On the north and west the vegetation is similar to that on Rabbit Island with a small forest of large trees, a band of Spartina alterniflora on the northwest shore, and beach species on the north and northeast.

A cursory plant inventory turned up 57 species on Cornelius Island as against 27 on Rabbit Island. The additional species on Cornelius are, unsurprisingly, mainly on the area of the dredge fill, which is treeless except for a few sturdy junipers within it and around the edges.

The most noticeable shrubs are rugosa rose, Smooth Sumac (Rhus glabra) and bayberry. The grasses, Little Bluestem and Switchgrass, are common as are many roadside species, including Cypress-spurge (Euphorbia ), Horseweed (Conyza Canadensis), Pokeweed (Phytolacca americana), Milkweed (Asclepias syriaca), Mullein (Verbascum thapsus), Rough Goldenrod (Solidago rugosa), Round-headed Bush-clover (Lespedeza capitatum), and Orach (Atriplex patula). There are invasives as well — Oriental Bittersweet, Autumn Olive, Japanese Honeysuckle, and Phragmites — although they aren’t as dominant as one might expect. One surprising find was three substantial Box-elder (Acer negundo) trees along the north shore, Box-elder being a common, almost weedy tree in the Midwest, but seldom seen in Rhode Island.

Exploration of Wickford Harbor with a walk on Cornelius Island and a look at the Old Stone House is a pleasant way to spend a summer afternoon. However, it might be best to forego a hike on Rabbit Island, because, after checking out the vegetation there, I noticed a “No Trespassing” sign.

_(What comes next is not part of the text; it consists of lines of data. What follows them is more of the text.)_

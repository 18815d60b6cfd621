//! Phase 1 — Storage Stress & Battle Tests
//!
//! DatabaseManager write serialization, read pooling, BatchWriter throughput,
//! concurrent access, and edge cases.

use drift_storage::connection::DatabaseManager;
use drift_storage::batch::commands::*;
use drift_storage::batch::BatchWriter;

use rusqlite::Connection;
use std::sync::Arc;
use std::time::Instant;

// ═══════════════════════════════════════════════════════════════════════════
// DATABASE MANAGER — write serialization, read pool, pragmas, migrations
// ═══════════════════════════════════════════════════════════════════════════

#[test]
fn stress_db_manager_open_in_memory() {
    let db = DatabaseManager::open_in_memory().unwrap();
    assert!(db.path().is_none());
}

#[test]
fn stress_db_manager_open_file() {
    let dir = tempfile::tempdir().unwrap();
    let path = dir.path().join("test.db");
    let db = DatabaseManager::open(&path).unwrap();
    assert_eq!(db.path().unwrap(), path);
}

#[test]
fn stress_db_manager_write_then_read() {
    let dir = tempfile::tempdir().unwrap();
    let path = dir.path().join("write_read.db");
    let db = DatabaseManager::open(&path).unwrap();

    // Write via serialized writer
    db.with_writer(|conn| {
        conn.execute(
            "INSERT INTO file_metadata (path, file_size, content_hash, mtime_secs, mtime_nanos, last_scanned_at)
             VALUES (?1, ?2, ?3, ?4, ?5, ?6)",
            rusqlite::params!["src/app.ts", 1024, vec![1u8, 2, 3], 1000, 0, 1000],
        ).map_err(|e| drift_core::errors::StorageError::SqliteError { message: e.to_string() })?;
        Ok(())
    }).unwrap();

    // Read via pooled reader
    let count: i64 = db.with_reader(|conn| {
        conn.query_row("SELECT COUNT(*) FROM file_metadata", [], |row| row.get(0))
            .map_err(|e| drift_core::errors::StorageError::SqliteError { message: e.to_string() })
    }).unwrap();
    assert_eq!(count, 1);
}

#[test]
fn stress_db_manager_1000_writes_serialized() {
    let dir = tempfile::tempdir().unwrap();
    let path = dir.path().join("1000writes.db");
    let db = DatabaseManager::open(&path).unwrap();

    for i in 0..1000 {
        db.with_writer(|conn| {
            conn.execute(
                "INSERT INTO file_metadata (path, file_size, content_hash, mtime_secs, mtime_nanos, last_scanned_at)
                 VALUES (?1, ?2, ?3, ?4, ?5, ?6)",
                rusqlite::params![format!("file_{i}.ts"), 100i64, vec![0u8; 8], 1000i64, 0i64, 1000i64],
            ).map_err(|e| drift_core::errors::StorageError::SqliteError { message: e.to_string() })?;
            Ok(())
        }).unwrap();
    }

    let count: i64 = db.with_reader(|conn| {
        conn.query_row("SELECT COUNT(*) FROM file_metadata", [], |row| row.get(0))
            .map_err(|e| drift_core::errors::StorageError::SqliteError { message: e.to_string() })
    }).unwrap();
    assert_eq!(count, 1000);
}

#[test]
fn stress_db_manager_concurrent_reads() {
    let dir = tempfile::tempdir().unwrap();
    let path = dir.path().join("concurrent.db");
    let db = Arc::new(DatabaseManager::open(&path).unwrap());

    // Seed data
    db.with_writer(|conn| {
        for i in 0..100 {
            conn.execute(
                "INSERT INTO file_metadata (path, file_size, content_hash, mtime_secs, mtime_nanos, last_scanned_at)
                 VALUES (?1, ?2, ?3, ?4, ?5, ?6)",
                rusqlite::params![format!("file_{i}.ts"), 100i64, vec![0u8; 8], 1000i64, 0i64, 1000i64],
            ).map_err(|e| drift_core::errors::StorageError::SqliteError { message: e.to_string() })?;
        }
        Ok(())
    }).unwrap();

    // Concurrent reads from multiple threads
    let handles: Vec<_> = (0..8)
        .map(|_| {
            let db = db.clone();
            std::thread::spawn(move || {
                for _ in 0..100 {
                    let count: i64 = db.with_reader(|conn| {
                        conn.query_row("SELECT COUNT(*) FROM file_metadata", [], |row| row.get(0))
                            .map_err(|e| drift_core::errors::StorageError::SqliteError { message: e.to_string() })
                    }).unwrap();
                    assert_eq!(count, 100);
                }
            })
        })
        .collect();

    for h in handles {
        h.join().unwrap();
    }
}

#[test]
fn stress_db_manager_checkpoint() {
    let dir = tempfile::tempdir().unwrap();
    let path = dir.path().join("wal.db");
    let db = DatabaseManager::open(&path).unwrap();

    db.with_writer(|conn| {
        conn.execute(
            "INSERT INTO file_metadata (path, file_size, content_hash, mtime_secs, mtime_nanos, last_scanned_at)
             VALUES (?1, ?2, ?3, ?4, ?5, ?6)",
            rusqlite::params!["test.ts", 100i64, vec![0u8; 8], 1000i64, 0i64, 1000i64],
        ).map_err(|e| drift_core::errors::StorageError::SqliteError { message: e.to_string() })?;
        Ok(())
    }).unwrap();

    // Checkpoint should not error
    db.checkpoint().unwrap();
}

#[test]
fn stress_db_manager_migrations_idempotent() {
    let dir = tempfile::tempdir().unwrap();
    let path = dir.path().join("migrate.db");

    // Open twice — migrations should be idempotent
    {
        let _db = DatabaseManager::open(&path).unwrap();
    }
    {
        let db = DatabaseManager::open(&path).unwrap();
        // Should still work after re-running migrations
        db.with_writer(|conn| {
            conn.execute(
                "INSERT INTO file_metadata (path, file_size, content_hash, mtime_secs, mtime_nanos, last_scanned_at)
                 VALUES (?1, ?2, ?3, ?4, ?5, ?6)",
                rusqlite::params!["test.ts", 100i64, vec![0u8; 8], 1000i64, 0i64, 1000i64],
            ).map_err(|e| drift_core::errors::StorageError::SqliteError { message: e.to_string() })?;
            Ok(())
        }).unwrap();
    }
}

// ═══════════════════════════════════════════════════════════════════════════
// BATCH WRITER — throughput, all command types, flush, shutdown
// ═══════════════════════════════════════════════════════════════════════════

fn make_batch_writer() -> BatchWriter {
    let conn = Connection::open_in_memory().unwrap();
    drift_storage::migrations::run_migrations(&conn).unwrap();
    BatchWriter::new(conn)
}

#[test]
fn stress_batch_writer_file_metadata_1000_rows() {
    let writer = make_batch_writer();

    let rows: Vec<FileMetadataRow> = (0..1000)
        .map(|i| FileMetadataRow {
            path: format!("src/file_{i}.ts"),
            language: Some("typescript".into()),
            file_size: 1024 + i as i64,
            content_hash: vec![i as u8; 8],
            mtime_secs: 1700000000 + i as i64,
            mtime_nanos: 0,
            last_scanned_at: 1700000000,
            scan_duration_us: Some(100),
        })
        .collect();

    writer.send(BatchCommand::UpsertFileMetadata(rows)).unwrap();
    let stats = writer.shutdown().unwrap();
    assert_eq!(stats.file_metadata_rows, 1000);
}

#[test]
fn stress_batch_writer_functions_500_rows() {
    let writer = make_batch_writer();

    let rows: Vec<FunctionRow> = (0..500)
        .map(|i| FunctionRow {
            file: format!("src/mod_{}.ts", i / 10),
            name: format!("func_{i}"),
            qualified_name: Some(format!("Module{}.func_{i}", i / 10)),
            language: "typescript".into(),
            line: i as i64,
            end_line: i as i64 + 10,
            parameter_count: (i % 5) as i64,
            return_type: Some("void".into()),
            is_exported: i % 2 == 0,
            is_async: i % 3 == 0,
            body_hash: vec![i as u8; 8],
            signature_hash: vec![(i + 1) as u8; 8],
        })
        .collect();

    writer.send(BatchCommand::InsertFunctions(rows)).unwrap();
    let stats = writer.shutdown().unwrap();
    assert_eq!(stats.function_rows, 500);
}

#[test]
fn stress_batch_writer_detections_batch() {
    let writer = make_batch_writer();

    let rows: Vec<DetectionRow> = (0..200)
        .map(|i| DetectionRow {
            file: format!("src/file_{}.ts", i / 10),
            line: i as i64,
            column_num: 0,
            pattern_id: format!("pattern_{}", i % 8),
            category: "security".into(),
            confidence: 0.85,
            detection_method: "ast_visitor".into(),
            cwe_ids: Some("89".into()),
            owasp: Some("A03:2021".into()),
            matched_text: Some(format!("matched text {i}")),
        })
        .collect();

    writer.send(BatchCommand::InsertDetections(rows)).unwrap();
    let stats = writer.shutdown().unwrap();
    assert_eq!(stats.detection_rows, 200);
}

#[test]
fn stress_batch_writer_boundaries_batch() {
    let writer = make_batch_writer();

    let rows: Vec<BoundaryRow> = (0..50)
        .map(|i| BoundaryRow {
            file: format!("src/models/model_{i}.ts"),
            framework: "typeorm".into(),
            model_name: format!("Model{i}"),
            table_name: Some(format!("model_{i}")),
            field_name: Some(format!("field_{i}")),
            sensitivity: Some("pii".into()),
            confidence: 0.9,
        })
        .collect();

    writer.send(BatchCommand::InsertBoundaries(rows)).unwrap();
    let stats = writer.shutdown().unwrap();
    assert_eq!(stats.boundary_rows, 50);
}

#[test]
fn stress_batch_writer_call_edges_batch() {
    let writer = make_batch_writer();

    let rows: Vec<CallEdgeRow> = (0..300)
        .map(|i| CallEdgeRow {
            caller_id: i as i64,
            callee_id: (i + 1) as i64,
            resolution: "same_file".into(),
            confidence: 0.95,
            call_site_line: i as i64 * 10,
        })
        .collect();

    writer.send(BatchCommand::InsertCallEdges(rows)).unwrap();
    let stats = writer.shutdown().unwrap();
    assert_eq!(stats.call_edge_rows, 300);
}

#[test]
fn stress_batch_writer_pattern_confidence_batch() {
    let writer = make_batch_writer();

    let rows: Vec<PatternConfidenceRow> = (0..100)
        .map(|i| PatternConfidenceRow {
            pattern_id: format!("pattern_{i}"),
            alpha: 10.0 + i as f64,
            beta: 2.0 + i as f64 * 0.1,
            posterior_mean: 0.8,
            credible_interval_low: 0.7,
            credible_interval_high: 0.9,
            tier: "established".into(),
            momentum: "rising".into(),
        })
        .collect();

    writer.send(BatchCommand::InsertPatternConfidence(rows)).unwrap();
    writer.shutdown().unwrap();
}

#[test]
fn stress_batch_writer_outliers_batch() {
    let writer = make_batch_writer();

    let rows: Vec<OutlierDetectionRow> = (0..100)
        .map(|i| OutlierDetectionRow {
            pattern_id: format!("pattern_{}", i % 10),
            file: format!("src/file_{i}.ts"),
            line: i as i64 * 5,
            deviation_score: 2.5 + i as f64 * 0.1,
            significance: "high".into(),
            method: "zscore".into(),
        })
        .collect();

    writer.send(BatchCommand::InsertOutliers(rows)).unwrap();
    writer.shutdown().unwrap();
}

#[test]
fn stress_batch_writer_conventions_batch() {
    let writer = make_batch_writer();

    let rows: Vec<ConventionInsertRow> = (0..50)
        .map(|i| ConventionInsertRow {
            pattern_id: format!("conv_{i}"),
            category: "structural".into(),
            scope: "project".into(),
            dominance_ratio: 0.8 + (i as f64 * 0.001),
            promotion_status: "candidate".into(),
            discovered_at: 1700000000,
            last_seen: 1700000000,
            expires_at: None,
        })
        .collect();

    writer.send(BatchCommand::InsertConventions(rows)).unwrap();
    writer.shutdown().unwrap();
}

#[test]
fn stress_batch_writer_delete_file_metadata() {
    let writer = make_batch_writer();

    // Insert first
    let rows: Vec<FileMetadataRow> = (0..10)
        .map(|i| FileMetadataRow {
            path: format!("src/file_{i}.ts"),
            language: Some("typescript".into()),
            file_size: 100,
            content_hash: vec![0u8; 8],
            mtime_secs: 1000,
            mtime_nanos: 0,
            last_scanned_at: 1000,
            scan_duration_us: None,
        })
        .collect();
    writer.send(BatchCommand::UpsertFileMetadata(rows)).unwrap();

    // Delete some
    let paths: Vec<String> = (0..5).map(|i| format!("src/file_{i}.ts")).collect();
    writer.send(BatchCommand::DeleteFileMetadata(paths)).unwrap();

    let stats = writer.shutdown().unwrap();
    assert_eq!(stats.file_metadata_rows, 10);
    assert_eq!(stats.deleted_files, 5);
}

#[test]
fn stress_batch_writer_explicit_flush() {
    let writer = make_batch_writer();

    let rows = vec![FileMetadataRow {
        path: "flush_test.ts".into(),
        language: Some("typescript".into()),
        file_size: 100,
        content_hash: vec![0u8; 8],
        mtime_secs: 1000,
        mtime_nanos: 0,
        last_scanned_at: 1000,
        scan_duration_us: None,
    }];
    writer.send(BatchCommand::UpsertFileMetadata(rows)).unwrap();
    writer.flush().unwrap();

    let stats = writer.shutdown().unwrap();
    assert!(stats.flushes >= 1);
}

#[test]
fn stress_batch_writer_mixed_commands_rapid() {
    let writer = make_batch_writer();
    let start = Instant::now();

    for i in 0..100 {
        writer.send(BatchCommand::UpsertFileMetadata(vec![FileMetadataRow {
            path: format!("rapid_{i}.ts"),
            language: Some("typescript".into()),
            file_size: 100,
            content_hash: vec![i as u8; 8],
            mtime_secs: 1000,
            mtime_nanos: 0,
            last_scanned_at: 1000,
            scan_duration_us: None,
        }])).unwrap();

        writer.send(BatchCommand::InsertFunctions(vec![FunctionRow {
            file: format!("rapid_{i}.ts"),
            name: format!("func_{i}"),
            qualified_name: None,
            language: "typescript".into(),
            line: 1,
            end_line: 10,
            parameter_count: 0,
            return_type: None,
            is_exported: true,
            is_async: false,
            body_hash: vec![0u8; 8],
            signature_hash: vec![0u8; 8],
        }])).unwrap();
    }

    let stats = writer.shutdown().unwrap();
    let elapsed = start.elapsed();

    assert_eq!(stats.file_metadata_rows, 100);
    assert_eq!(stats.function_rows, 100);
    // Should complete in well under 5 seconds
    assert!(elapsed.as_secs() < 5, "mixed commands took too long: {elapsed:?}");
}

#[test]
fn stress_batch_writer_upsert_idempotent() {
    let writer = make_batch_writer();

    // Insert same path twice — should upsert, not duplicate
    for _ in 0..3 {
        writer.send(BatchCommand::UpsertFileMetadata(vec![FileMetadataRow {
            path: "same_file.ts".into(),
            language: Some("typescript".into()),
            file_size: 200,
            content_hash: vec![1u8; 8],
            mtime_secs: 2000,
            mtime_nanos: 0,
            last_scanned_at: 2000,
            scan_duration_us: Some(50),
        }])).unwrap();
    }

    let stats = writer.shutdown().unwrap();
    assert_eq!(stats.file_metadata_rows, 3); // 3 upserts processed
}

#[test]
fn stress_batch_writer_parse_cache() {
    let writer = make_batch_writer();

    let rows: Vec<ParseCacheRow> = (0..100)
        .map(|i| ParseCacheRow {
            content_hash: vec![i as u8; 8],
            language: "typescript".into(),
            parse_result_json: format!(r#"{{"file":"file_{i}.ts","functions":[]}}"#),
            created_at: 1700000000,
        })
        .collect();

    writer.send(BatchCommand::InsertParseCache(rows)).unwrap();
    let stats = writer.shutdown().unwrap();
    assert_eq!(stats.parse_cache_rows, 100);
}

Access: Wickford Harbor is easily accessible from the Wilson’s Park launching site, at the end of Intrepid Drive off Post Road, and canoes and kayaks are for rent from the Kayak Center at the south end of Brown Street in Wickford. The paddle from the boat rental dock to Cornelius Island is a pleasant mile’s paddle, the distance from the Wilson’s Park launching site to Rabbit Island is about 500 feet, and the distance between the islands is roughly a third of a mile.


Clauson, J. Earl. 1935. “The Mystery of Cornelius Island.” The Village Fair News.
Cranston, Timothy. “The Islands of Wickford Harbor.” Personal communication.

Cranston, Timothy. 2000. “Cornelius Island.” The View from Swamptown.
Fagnant, Mimi Huszer. Personal communication.

Peckham, Ardelia Wyllie. 1974. “The Small Island with a Big Past.” The Standard-Times, North Kingstown, R.I. July 18, 1974.

Sherman, Nancy Whyte. Personal communication.
The North Kingstown Standard Times. Archives, 1962-3.